Once you have a clear direction and have picked your online dating site, here are some tips to make it a successful experience for you.
* The first and foremost rule is to be honest! If you start to lie in your profile, it will take a lot of energy to continue the lie until the point where you have to fess up! Don’t lie in your profile. However, you don’t have to disclose every little family secret in your closet in your profile! Just be truthful in whatever you say.
* Any photos you post should be current. Your best photos may be from 5 years ago, but that was you 5 years ago. Show people who you are now. You will want an in-person meeting eventually, so they will see the real you then. Show them the real you now. Dress up nicely and have a good photo taken, of course (please don’t submit driver’s license or web cam photos!). But photoshopping away moles and blemishes and adding a little curve or bulge here and there is a no-no.
* Prepare for the hard work - plan to spend several hours completing your profile! Yes! This is not a cut and paste from the resume process. You will have to think about things that may not have been part of your thought process for some time. Some dating sites have lengthy, sophisticated questionnaires to fill out. These can have some fun questions to think about. Think of the time you take to complete your profile as the first big energy you are putting into an ideal relationship. Like many things in life, you will get out of this what you put into it. Browse through some of the profiles online. You can tell which ones were hurried and which have a lot of thought put into them.
* Be brief and concise in your profile. This makes the above task even more challenging. How do you tell people about yourself in just a few simple sentences? Rewrite, rewrite, rewrite! Don’t put people to sleep reading your book-length profile. When you think you are done, put it away, sleep on it, and look at again in the morning.
* The most important information goes at the top of your profile. If you have strict preferences, put them at the top where they will be read first. Don’t make someone read your entire profile before they see “Must be Jewish and a cat lover”.
* Respond to other people’s profiles sincerely and compassionately. Most people using online dating have the same goals as you - finding some level of companionship. If you are not interested, say why in a kind voice and give the person a little boost by saying something positive, “I was really interested in your passion for dancing, but I am looking for someone who lives closer to me”.
* Turn your “rejections” into positive events. Prepare to be rejected, maybe a lot. That’s just the nature of the numbers. But each no is actually saving you from a possible painful experience. Trying to push yourself into a relationship could result in more painful and direct rejection.

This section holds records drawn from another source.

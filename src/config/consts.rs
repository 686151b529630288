// src/config/consts.rs

// Net config
pub const BASE_URL: &str = "http://openaccess.thecvf.com";
pub const PROGRAM_URL_2020: &str = "http://cvpr2020.thecvf.com/program/main-conference";
pub const USER_AGENT: &str = concat!("cvf_dl/", env!("CARGO_PKG_VERSION"));
pub const CONNECT_TIMEOUT_SECS: u64 = 15;
pub const READ_TIMEOUT_SECS: u64 = 60;

// Editions
pub const DEFAULT_YEAR: u16 = 2020;

// Passes
pub const DOWNLOAD_MAIN_TRACK: bool = true;
pub const DOWNLOAD_WORKSHOPS: bool = true;

// Retry
pub const MAX_RETRIES: u32 = 3;
pub const RETRY_DELAY_MS: u64 = 100;
pub const PART_SUFFIX: &str = "part";

// Link filters
pub const ASSET_INCLUDE: &str = "pdf";
pub const ASSET_EXCLUDE: &[&str] = &["supplemental.pdf"];
pub const WORKSHOP_PAGE_INCLUDE: &str = ".py";
pub const ANCHOR_CONTAINER: &str = "dl";

// Program page layout (main conference schedule).
// Tied to one page's markup; expect to revisit these when the page changes.
pub const SESSION_MARKER: &str = "Session:";
pub const SESSION_END_MARKER: &str = "tbody";
pub const FIRST_TITLE_OFFSET: usize = 24;
pub const TITLE_STRIDE: usize = 8;
pub const END_CHECK_OFFSET: usize = 4;

// Bag-of-words: "<Author>_<title words>_CVPR_2020_paper.pdf"
pub const LABEL_LEADING_TOKENS: usize = 1;
pub const LABEL_TRAILING_TOKENS: usize = 3;

// Output
pub const DEFAULT_OUT_DIR: &str = ".";

// Logging
pub const LOG_FILE: &str = ".store/debug.log";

* Online dating will test your patience. Resist the temptation to sit and stare at your inbox once you’ve submitted your profile. It will take some time for your information to show up to others and for them to respond. Whatever your goal is for using online dating, you want the best possible outcome. Submit your profile then go on with your life. The best outcome will happen when you are open to an easy and effortless flow of interested, and interesting, people toward you!